Work in literature and languages can occur in various settings, from universities and research institutions to publishing houses, media organizations, international organizations, and out in the field, interviewing and recording a variety of cultures.
If you find joy in words, storytelling, and the intricacies of language, you might excel in this field.
Join book clubs, participate in language clubs, and try your hand at creative writing yourself. By immersing yourself in the world of literature and languages, you not only embark on a personal journey of discovery but also contribute to a broader societal dialogue, fostering a more interconnected and empathetic world. If your school has a literary magazine or newspaper, try submitting articles or offer to become an editor. If your school doesn’t have a publication, launch your own. Getting involved in publication helps you apply what you're learning, plus it looks great on college applications.
Stay curious and open-minded. Read as much as you can, including biographies on your favorite authors. Keep a journal of interesting stories or funny quips you overhear. Learn a foreign language (or two or three) on Duolingo.
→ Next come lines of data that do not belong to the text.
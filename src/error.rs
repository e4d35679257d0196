use snafu::{Location, Snafu};

use crate::database::DatabaseError;
use crate::model::ViewId;
use crate::store::StoreError;
use crate::Located;

#[derive(Debug, Snafu)]
#[snafu(visibility(pub(crate)))]
pub enum ApplicationError {
    /// could not parse the configuration from the environment
    #[snafu(display("could not load the configuration at {location}: {source}"))]
    ConfigLoad {
        source: envy::Error,
        #[snafu(implicit)]
        location: Location,
    },

    /// Could not connect to the database
    #[snafu(display("could not connect to the database at {location}: {source}"))]
    ConnectDatabase {
        source: DatabaseError,
        #[snafu(implicit)]
        location: Location,
    },

    /// Could not open the view store
    #[snafu(display("{source}"))]
    Store {
        source: StoreError,
        #[snafu(implicit)]
        location: Location,
    },

    /// Could not initialize the logger
    #[snafu(display("could not initialize the logger at {location}: {source}"))]
    InitializeLogger {
        source: tracing::subscriber::SetGlobalDefaultError,
        #[snafu(implicit)]
        location: Location,
    },

    #[snafu(display("invalid filter: {source}"))]
    InvalidFilter {
        source: crate::cli::FilterError,
        #[snafu(implicit)]
        location: Location,
    },

    #[snafu(display("view `{id}` does not exist"))]
    UnknownView {
        id: ViewId,
        #[snafu(implicit)]
        location: Location,
    },

    #[snafu(display("could not serialize output at {location}: {source}"))]
    SerializeOutput {
        source: serde_json::Error,
        #[snafu(implicit)]
        location: Location,
    },

    /// Could not write the command output
    #[snafu(display("could not write output at {location}: {source}"))]
    WriteOutput {
        source: std::io::Error,
        #[snafu(implicit)]
        location: Location,
    },
}

impl Located for ApplicationError {
    fn location(&self) -> Location {
        match self {
            ApplicationError::Store { source, .. } => source.location(),
            ApplicationError::ConnectDatabase { source, .. } => source.location(),
            ApplicationError::ConfigLoad { location, .. }
            | ApplicationError::InitializeLogger { location, .. }
            | ApplicationError::InvalidFilter { location, .. }
            | ApplicationError::UnknownView { location, .. }
            | ApplicationError::SerializeOutput { location, .. }
            | ApplicationError::WriteOutput { location, .. } => *location,
        }
    }
}
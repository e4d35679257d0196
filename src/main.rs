use clap::Parser;
use dotenvy::dotenv;

use viewable::cli::{self, Cli};
use viewable::ApplicationError;

#[tokio::main]
async fn main() -> Result<(), ApplicationError> {
    dotenv().ok();

    let cli = Cli::parse();

    cli::run(cli).await
}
Travel as much as you can and observe cultures different from your own. Here are some more useful ways you can dive into a future career in literature and languages.
Most high schools offer at least a few of the courses listed below. When given a choice, opt for the AP version of literature courses because they offer a more in-depth exploration of literary analysis and critical thinking. They also prepare you for the demands of college-level classes and showcase your dedication to academic excellence. You can also look for courses at your local community college or seek out online versions.
Creative Writing is your playground for exploring imagination and honing storytelling skills. It helps you understand the mechanics of crafting compelling narratives, a crucial skill for any career in literature. It nurtures your unique voice and creative expression.
Speech and Debate sharpens your communication skills, vital for expressing ideas clearly—whether in writing or verbally. It boosts confidence, a valuable asset for literary professionals who often engage in public readings, discussions, or presentations.
Journalism or News Writing teaches precision and the art of concise storytelling. It's a fantastic way to develop research skills and an eye for detail, attributes that serve well in literature careers such as editing or non-fiction writing.
World Literature exposes you to diverse cultures and perspectives through literature. It broadens your understanding of global storytelling, essential for writers seeking to capture universal themes and engage with an international audience.
Drama or Theater Arts teaches you all about dialogue, character development, and the nuances of human interaction. These skills help you create authentic and compelling characters in your writing.
Foreign Languages open doors to different literary traditions and cultural perspectives. They enhance your linguistic flexibility and are valuable for translators or writers interested in multilingual storytelling.
Media Studies equip you with skills in analyzing various media forms, beneficial for writers navigating the evolving landscape of literature, including digital storytelling and online publishing.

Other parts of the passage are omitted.